(Records shown Opens)

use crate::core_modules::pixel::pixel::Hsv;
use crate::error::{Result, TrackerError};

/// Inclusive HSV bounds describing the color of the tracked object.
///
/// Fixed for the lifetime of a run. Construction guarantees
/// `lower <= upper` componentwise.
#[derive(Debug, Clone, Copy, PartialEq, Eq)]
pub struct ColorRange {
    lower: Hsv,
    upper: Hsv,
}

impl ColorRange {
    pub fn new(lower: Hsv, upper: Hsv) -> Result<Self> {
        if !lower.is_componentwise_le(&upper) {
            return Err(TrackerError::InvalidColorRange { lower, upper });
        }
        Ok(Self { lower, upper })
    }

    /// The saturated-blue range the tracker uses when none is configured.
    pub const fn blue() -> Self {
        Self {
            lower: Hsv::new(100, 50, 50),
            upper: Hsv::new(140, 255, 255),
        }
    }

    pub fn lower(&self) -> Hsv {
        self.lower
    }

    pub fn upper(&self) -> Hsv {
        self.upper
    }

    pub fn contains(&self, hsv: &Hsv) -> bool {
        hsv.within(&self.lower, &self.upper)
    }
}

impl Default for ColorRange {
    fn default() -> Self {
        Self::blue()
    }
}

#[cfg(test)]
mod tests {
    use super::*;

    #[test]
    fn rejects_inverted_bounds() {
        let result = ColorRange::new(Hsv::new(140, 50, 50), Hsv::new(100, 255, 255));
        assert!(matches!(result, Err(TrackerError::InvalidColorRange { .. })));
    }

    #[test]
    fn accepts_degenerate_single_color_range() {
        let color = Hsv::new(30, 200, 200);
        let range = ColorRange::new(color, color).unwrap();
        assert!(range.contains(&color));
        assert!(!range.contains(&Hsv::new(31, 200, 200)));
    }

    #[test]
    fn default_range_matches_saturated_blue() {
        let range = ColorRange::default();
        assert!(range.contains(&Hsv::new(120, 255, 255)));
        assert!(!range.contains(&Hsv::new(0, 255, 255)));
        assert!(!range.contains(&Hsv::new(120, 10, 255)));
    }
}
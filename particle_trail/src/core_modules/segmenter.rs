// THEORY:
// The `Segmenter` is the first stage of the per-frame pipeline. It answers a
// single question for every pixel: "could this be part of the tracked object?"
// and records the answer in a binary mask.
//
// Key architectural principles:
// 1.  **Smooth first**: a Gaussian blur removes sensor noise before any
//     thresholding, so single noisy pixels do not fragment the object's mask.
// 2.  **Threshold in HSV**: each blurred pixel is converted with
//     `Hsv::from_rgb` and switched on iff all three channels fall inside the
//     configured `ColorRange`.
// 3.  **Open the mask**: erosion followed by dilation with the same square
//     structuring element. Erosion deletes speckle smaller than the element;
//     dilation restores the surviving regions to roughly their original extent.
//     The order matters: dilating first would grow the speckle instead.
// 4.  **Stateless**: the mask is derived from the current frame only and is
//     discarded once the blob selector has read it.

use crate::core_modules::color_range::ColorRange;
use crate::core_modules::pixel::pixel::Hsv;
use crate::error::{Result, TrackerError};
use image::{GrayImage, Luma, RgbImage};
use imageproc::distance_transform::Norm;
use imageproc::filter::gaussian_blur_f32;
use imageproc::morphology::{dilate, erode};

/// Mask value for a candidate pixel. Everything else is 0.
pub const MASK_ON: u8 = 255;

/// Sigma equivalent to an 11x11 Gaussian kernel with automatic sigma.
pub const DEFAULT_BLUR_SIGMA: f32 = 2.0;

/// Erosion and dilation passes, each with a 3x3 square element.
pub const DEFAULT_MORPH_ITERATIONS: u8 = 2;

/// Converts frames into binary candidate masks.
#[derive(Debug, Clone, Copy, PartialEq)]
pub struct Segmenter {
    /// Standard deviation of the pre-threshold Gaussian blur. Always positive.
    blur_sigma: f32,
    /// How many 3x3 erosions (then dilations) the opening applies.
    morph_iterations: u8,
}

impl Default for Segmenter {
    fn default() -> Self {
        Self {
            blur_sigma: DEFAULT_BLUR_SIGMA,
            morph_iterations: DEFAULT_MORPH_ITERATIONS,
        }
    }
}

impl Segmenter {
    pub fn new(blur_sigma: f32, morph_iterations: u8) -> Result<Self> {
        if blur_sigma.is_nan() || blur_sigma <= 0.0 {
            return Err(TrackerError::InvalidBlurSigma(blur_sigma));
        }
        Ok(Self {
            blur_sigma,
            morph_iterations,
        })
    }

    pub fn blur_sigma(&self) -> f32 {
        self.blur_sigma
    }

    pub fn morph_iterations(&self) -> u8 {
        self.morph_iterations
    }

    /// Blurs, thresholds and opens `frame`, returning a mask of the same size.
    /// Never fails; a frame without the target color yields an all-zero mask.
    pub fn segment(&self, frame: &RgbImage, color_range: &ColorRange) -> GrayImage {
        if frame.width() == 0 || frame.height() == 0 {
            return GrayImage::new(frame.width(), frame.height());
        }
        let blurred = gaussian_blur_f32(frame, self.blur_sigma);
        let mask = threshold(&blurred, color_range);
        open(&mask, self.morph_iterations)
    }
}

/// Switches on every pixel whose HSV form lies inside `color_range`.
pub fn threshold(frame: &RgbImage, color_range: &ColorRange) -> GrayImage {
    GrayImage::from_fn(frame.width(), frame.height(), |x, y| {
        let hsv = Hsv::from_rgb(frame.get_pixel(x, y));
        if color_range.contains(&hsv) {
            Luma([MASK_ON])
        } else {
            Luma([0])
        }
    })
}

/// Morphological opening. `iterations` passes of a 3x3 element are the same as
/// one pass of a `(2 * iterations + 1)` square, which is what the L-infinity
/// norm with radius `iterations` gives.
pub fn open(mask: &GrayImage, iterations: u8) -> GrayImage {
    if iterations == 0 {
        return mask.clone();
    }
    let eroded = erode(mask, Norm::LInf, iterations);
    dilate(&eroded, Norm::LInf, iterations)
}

(Records shown Closes)

Task goal:
Would you quote everything above from the line containing "assert!(!range.contains(&Hsv::new(0, 255, 255)));" down to the line containing "It answers a"? Include both of those lines and nothing else.

Exercise solution:
        assert!(!range.contains(&Hsv::new(0, 255, 255)));
        assert!(!range.contains(&Hsv::new(120, 10, 255)));
    }
}
filename particle_trail/src/core_modules/segmenter.rs
// THEORY:
// The `Segmenter` is the first stage of the per-frame pipeline. It answers a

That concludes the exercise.